On the disappointing side were two bills tied up by the majority party that didn’t make it out of committee. SB 5477 addressed implementing recommendations of the task force on missing and murdered Indigenous people. SB 5160 would have made organized retail theft a Class C felony.

“It’s a multimillion-dollar problem and especially affects BIPOC communities, the Union Gap mall is being hit hard,” said Torres.

The bill died in the Senate Rules Committee, where a member of the majority party blocked it.

She was adamantly opposed to blocking hospital mergers.

“It would result in more health care deserts,” said Torres, referring to MultiCare stepping in after one of Yakima’s two hospitals closed.

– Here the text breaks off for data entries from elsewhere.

use async_trait::async_trait;
use reqwest::StatusCode;
use std::collections::VecDeque;
use std::sync::{Arc, Mutex};
use tokio::sync::Notify;

use crate::api::{ApiError, Contact, ContactDraft, ContactId, ContactsApi, Health};
use crate::controller::ContactsController;

/// In-memory contacts service. Answers from a fixed list unless a scripted
/// reply is queued, and records every call.
#[derive(Default)]
pub struct StubApi {
    contacts: Vec<Contact>,
    lists: Mutex<VecDeque<Result<Vec<Contact>, ApiError>>>,
    creates: Mutex<VecDeque<Result<Contact, ApiError>>>,
    deletes: Mutex<VecDeque<Result<(), ApiError>>>,
    calls: Mutex<Vec<String>>,
    /// When set, list calls wait for a notification before answering.
    gate: Option<Arc<Notify>>,
}

pub fn contact(id: i64, name: &str, email: &str) -> Contact {
    Contact {
        id: ContactId::Int(id),
        name: name.into(),
        email: email.into(),
        phone: "555-0100".into(),
        avatar: None,
        created_at: None,
        updated_at: None,
    }
}

pub fn sample_contacts() -> Vec<Contact> {
    vec![
        contact(1, "Ann Lee", "ann@x.io"),
        contact(2, "Bob Roy", "bob@y.io"),
        contact(3, "Cy Tan", "cy@z.io"),
    ]
}

pub fn server_error(status: StatusCode, msg: &str) -> ApiError {
    ApiError::Server {
        status,
        message: msg.into(),
    }
}

impl StubApi {
    pub fn new(contacts: Vec<Contact>) -> Arc<Self> {
        Arc::new(Self {
            contacts,
            ..Default::default()
        })
    }

    pub fn gated(contacts: Vec<Contact>, gate: Arc<Notify>) -> Arc<Self> {
        Arc::new(Self {
            contacts,
            gate: Some(gate),
            ..Default::default()
        })
    }

    pub fn push_list(&self, r: Result<Vec<Contact>, ApiError>) {
        self.lists.lock().unwrap().push_back(r);
    }

    pub fn push_create(&self, r: Result<Contact, ApiError>) {
        self.creates.lock().unwrap().push_back(r);
    }

    pub fn push_delete(&self, r: Result<(), ApiError>) {
        self.deletes.lock().unwrap().push_back(r);
    }

    pub fn calls(&self) -> Vec<String> {
        self.calls.lock().unwrap().clone()
    }

    fn record(&self, call: impl Into<String>) {
        self.calls.lock().unwrap().push(call.into());
    }
}

pub fn controller_for(api: &Arc<StubApi>) -> ContactsController {
    ContactsController::new(Arc::clone(api) as Arc<dyn ContactsApi>)
}

#[async_trait]
impl ContactsApi for StubApi {
    async fn list_contacts(&self, _search: Option<&str>) -> Result<Vec<Contact>, ApiError> {
        self.record("list");
        if let Some(gate) = &self.gate {
            gate.notified().await;
        }
        let scripted = self.lists.lock().unwrap().pop_front();
        scripted.unwrap_or_else(|| Ok(self.contacts.clone()))
    }

    async fn get_contact(&self, id: &ContactId) -> Result<Contact, ApiError> {
        self.record(format!("get {id}"));
        self.contacts
            .iter()
            .find(|c| &c.id == id)
            .cloned()
            .ok_or_else(|| server_error(StatusCode::NOT_FOUND, "Contact not found"))
    }

    async fn create_contact(&self, draft: &ContactDraft) -> Result<Contact, ApiError> {
        self.record(format!("create {}", draft.name));
        let scripted = self.creates.lock().unwrap().pop_front();
        scripted.unwrap_or_else(|| {
            let mut c = contact(99, &draft.name, &draft.email);
            c.phone = draft.phone.clone();
            Ok(c)
        })
    }

    async fn update_contact(
        &self,
        id: &ContactId,
        draft: &ContactDraft,
    ) -> Result<Contact, ApiError> {
        self.record(format!("update {id}"));
        let mut c = contact(0, &draft.name, &draft.email);
        c.id = id.clone();
        c.phone = draft.phone.clone();
        Ok(c)
    }

    async fn delete_contact(&self, id: &ContactId) -> Result<(), ApiError> {
        self.record(format!("delete {id}"));
        let scripted = self.deletes.lock().unwrap().pop_front();
        scripted.unwrap_or(Ok(()))
    }

    async fn search_contacts(&self, term: &str) -> Result<Vec<Contact>, ApiError> {
        self.record(format!("search {term}"));
        let term = term.to_lowercase();
        Ok(self
            .contacts
            .iter()
            .filter(|c| c.name.to_lowercase().contains(&term))
            .cloned()
            .collect())
    }

    async fn health_check(&self) -> Result<Health, ApiError> {
        self.record("health");
        Ok(Health {
            status: "healthy".into(),
            timestamp: None,
        })
    }
}
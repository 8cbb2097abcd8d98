use anyhow::Result;
use ratatui::crossterm::event::{KeyCode, KeyEvent, KeyModifiers};

use crate::controller::UiEvent;
use crate::tui::view::TuiApp;

/// Handle keys while the add-contact form is open.
pub fn handle_form_key(app: &mut TuiApp, k: KeyEvent) -> Result<bool> {
    let Some(form) = app.controller.form_mut() else {
        return Ok(false);
    };
    // Frozen, Esc included, while a create is in flight.
    if form.submitting {
        return Ok(false);
    }

    match k.code {
        KeyCode::Esc => app.controller.handle(UiEvent::AddContactCancelled),
        KeyCode::Enter => {
            let draft = form.draft.clone();
            app.controller.handle(UiEvent::AddContactSubmitted(draft));
            app.spinner_state = 0;
        }
        KeyCode::Tab | KeyCode::Down => form.focus_next(),
        KeyCode::BackTab | KeyCode::Up => form.focus_prev(),
        KeyCode::Backspace => form.pop_char(),
        KeyCode::Char(c) if !k.modifiers.contains(KeyModifiers::CONTROL) => form.push_char(c),
        _ => return Ok(false),
    }
    app.dirty = true;
    Ok(false)
}
use reqwest::StatusCode;
use thiserror::Error;

use super::types::ErrorBody;

#[derive(Debug, Clone, Copy, PartialEq, Eq)]
pub enum ApiErrorKind {
    /// The request never reached the server, or the reply could not be read.
    NetworkFailure,
    /// The server answered with a non-success status.
    ServerError,
}

#[derive(Error, Debug)]
pub enum ApiError {
    #[error("network failure: {0}")]
    Network(#[from] reqwest::Error),

    #[error("failed to parse response: {0}")]
    Decode(#[from] serde_json::Error),

    #[error("{message}")]
    Server { status: StatusCode, message: String },
}

impl ApiError {
    pub fn kind(&self) -> ApiErrorKind {
        match self {
            ApiError::Network(_) | ApiError::Decode(_) => ApiErrorKind::NetworkFailure,
            ApiError::Server { .. } => ApiErrorKind::ServerError,
        }
    }

    pub fn status(&self) -> Option<StatusCode> {
        match self {
            ApiError::Server { status, .. } => Some(*status),
            ApiError::Network(e) => e.status(),
            ApiError::Decode(_) => None,
        }
    }

    /// Build the error for a non-success response. A string `detail` in the
    /// body wins; anything else falls back to the status code.
    pub fn from_response_body(status: StatusCode, body: &str) -> Self {
        let detail = serde_json::from_str::<ErrorBody>(body)
            .ok()
            .and_then(|b| b.detail)
            .and_then(|d| match d {
                serde_json::Value::String(s) if !s.is_empty() => Some(s),
                _ => None,
            });
        let message =
            detail.unwrap_or_else(|| format!("HTTP error! status: {}", status.as_u16()));
        ApiError::Server { status, message }
    }
}
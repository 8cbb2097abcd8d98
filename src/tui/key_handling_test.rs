use ratatui::crossterm::event::{KeyCode, KeyEvent, KeyModifiers};

use crate::api::ContactId;
use crate::contacts::Field;
use crate::test_support::{StubApi, controller_for, sample_contacts};
use crate::tui::TuiApp;
use crate::tui::state::InputMode;

async fn loaded_app() -> TuiApp {
    let mut controller = controller_for(&StubApi::new(sample_contacts()));
    controller.load().await.unwrap();
    let mut app = TuiApp::new(controller, "dark");
    app.sync_with_state();
    app
}

fn key(code: KeyCode) -> KeyEvent {
    KeyEvent::new(code, KeyModifiers::NONE)
}

fn press(app: &mut TuiApp, code: KeyCode) -> bool {
    app.handle_key(key(code)).unwrap()
}

fn type_str(app: &mut TuiApp, s: &str) {
    for c in s.chars() {
        press(app, KeyCode::Char(c));
    }
}

#[tokio::test]
async fn q_quits_from_list() {
    let mut app = loaded_app().await;
    assert!(press(&mut app, KeyCode::Char('q')));
}

#[tokio::test]
async fn ctrl_c_needs_a_second_press() {
    let mut app = loaded_app().await;
    let ctrl_c = KeyEvent::new(KeyCode::Char('c'), KeyModifiers::CONTROL);
    assert!(!app.handle_key(ctrl_c).unwrap());
    assert!(app.hint.is_some());
    assert!(app.handle_key(ctrl_c).unwrap());
}

#[tokio::test]
async fn j_and_k_move_selection_within_bounds() {
    let mut app = loaded_app().await;
    assert_eq!(app.list_state.selected(), Some(0));
    press(&mut app, KeyCode::Char('k'));
    assert_eq!(app.list_state.selected(), Some(0));
    press(&mut app, KeyCode::Char('j'));
    press(&mut app, KeyCode::Down);
    press(&mut app, KeyCode::Char('j'));
    assert_eq!(app.list_state.selected(), Some(2));
    assert_eq!(app.selected_id(), Some(ContactId::Int(3)));
}

#[tokio::test]
async fn search_filters_and_esc_clears() {
    let mut app = loaded_app().await;
    press(&mut app, KeyCode::Char('/'));
    assert_eq!(app.input_mode, InputMode::Search);

    type_str(&mut app, "bob");
    assert_eq!(app.controller.state().search_term, "bob");
    assert_eq!(app.controller.state().filtered.len(), 1);
    assert_eq!(app.list_state.selected(), Some(0));

    press(&mut app, KeyCode::Esc);
    assert_eq!(app.input_mode, InputMode::Normal);
    assert_eq!(app.controller.state().search_term, "");
    assert_eq!(app.controller.state().filtered.len(), 3);
    assert_eq!(app.search_text(), "");
}

#[tokio::test]
async fn enter_leaves_search_but_keeps_term() {
    let mut app = loaded_app().await;
    press(&mut app, KeyCode::Char('/'));
    type_str(&mut app, "zzz");
    press(&mut app, KeyCode::Enter);
    assert_eq!(app.input_mode, InputMode::Normal);
    assert_eq!(app.controller.state().search_term, "zzz");
    assert!(app.controller.state().filtered.is_empty());
    assert_eq!(app.list_state.selected(), None);
    assert_eq!(app.selected_id(), None);
}

#[tokio::test]
async fn invalid_form_stays_open_with_errors() {
    let mut app = loaded_app().await;
    press(&mut app, KeyCode::Char('a'));
    assert_eq!(app.input_mode, InputMode::Form);

    type_str(&mut app, "Dee");
    press(&mut app, KeyCode::Tab);
    type_str(&mut app, "not-an-email");
    press(&mut app, KeyCode::Enter);

    assert_eq!(app.input_mode, InputMode::Form);
    let form = app.controller.state().form.as_ref().unwrap();
    assert!(!form.submitting);
    assert_eq!(form.draft.name, "Dee");
    assert!(form.errors.get(Field::Email).is_some());
    assert!(form.errors.get(Field::Phone).is_some());
    assert_eq!(form.focus, Field::Email);
}

#[tokio::test]
async fn valid_form_creates_contact_and_closes() {
    let mut app = loaded_app().await;
    press(&mut app, KeyCode::Char('a'));
    type_str(&mut app, "Dee Park");
    press(&mut app, KeyCode::Tab);
    type_str(&mut app, "dee@park.io");
    press(&mut app, KeyCode::Tab);
    type_str(&mut app, "+1 555-0123");
    press(&mut app, KeyCode::Enter);

    let form = app.controller.state().form.as_ref().unwrap();
    assert!(form.submitting);
    // Frozen while in flight.
    type_str(&mut app, "x");
    assert_eq!(
        app.controller.state().form.as_ref().unwrap().draft.phone,
        "+1 555-0123"
    );

    assert!(app.controller.next_outcome().await);
    app.sync_with_state();
    assert_eq!(app.input_mode, InputMode::Normal);
    let state = app.controller.state();
    assert_eq!(state.contacts.len(), 4);
    assert_eq!(state.contacts[0].name, "Dee Park");
}

#[tokio::test]
async fn esc_cancels_form() {
    let mut app = loaded_app().await;
    press(&mut app, KeyCode::Char('a'));
    type_str(&mut app, "half typed");
    press(&mut app, KeyCode::Esc);
    assert_eq!(app.input_mode, InputMode::Normal);
    assert!(app.controller.state().form.is_none());
}

#[tokio::test]
async fn esc_is_ignored_while_create_is_in_flight() {
    let mut app = loaded_app().await;
    press(&mut app, KeyCode::Char('a'));
    type_str(&mut app, "Dee");
    press(&mut app, KeyCode::Tab);
    type_str(&mut app, "dee@park.io");
    press(&mut app, KeyCode::Tab);
    type_str(&mut app, "1");
    press(&mut app, KeyCode::Enter);

    press(&mut app, KeyCode::Esc);
    assert_eq!(app.input_mode, InputMode::Form);
    assert!(app.controller.state().form.as_ref().unwrap().submitting);

    assert!(app.controller.next_outcome().await);
    app.sync_with_state();
    assert_eq!(app.input_mode, InputMode::Normal);
    assert_eq!(app.controller.state().contacts[0].name, "Dee");
}

#[tokio::test]
async fn delete_asks_first_and_n_keeps_contact() {
    let mut app = loaded_app().await;
    press(&mut app, KeyCode::Char('j'));
    press(&mut app, KeyCode::Char('d'));
    assert_eq!(app.input_mode, InputMode::ConfirmDelete);
    assert_eq!(
        app.controller.state().pending_delete,
        Some(ContactId::Int(2))
    );

    press(&mut app, KeyCode::Char('n'));
    assert_eq!(app.input_mode, InputMode::Normal);
    assert_eq!(app.controller.state().contacts.len(), 3);
}

#[tokio::test]
async fn delete_confirmed_with_y_removes_contact() {
    let mut app = loaded_app().await;
    press(&mut app, KeyCode::Char('j'));
    press(&mut app, KeyCode::Char('j'));
    press(&mut app, KeyCode::Char('d'));
    press(&mut app, KeyCode::Char('y'));
    assert_eq!(app.input_mode, InputMode::Normal);

    assert!(app.controller.next_outcome().await);
    app.sync_with_state();
    let state = app.controller.state();
    assert_eq!(state.contacts.len(), 2);
    assert!(state.contact(&ContactId::Int(3)).is_none());
    assert_eq!(app.list_state.selected(), Some(1));
}

#[tokio::test]
async fn retry_is_ignored_once_loaded() {
    let mut app = loaded_app().await;
    press(&mut app, KeyCode::Char('r'));
    assert!(!app.controller.state().is_loading());
}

Torres left banking, seeking to prioritize a work-life balance. For the last two years, she has worked across central and Eastern Washington for Western Governors University, a highly rated online university serving the kind of students Torres once was. WGU granted her a leave of absence to serve in the Legislature. It’s the citizen legislator model envisioned by the founders of the country.

Torres knows her gerrymandered communities well but isn’t interested in the identity politics of the left. The new Hispanic senator doesn’t represent the values of the majority party but the majority of her constituents.

She voted no on the final budget which included yet another Snake River Dam study, not a popular proposition in the Tri-Cities.

“We don’t need another study just because the others did not reach the preferred conclusion,” said Torres.

Gerrymandering in the 15th Legislative District didn’t quite work out like the Democrats intended.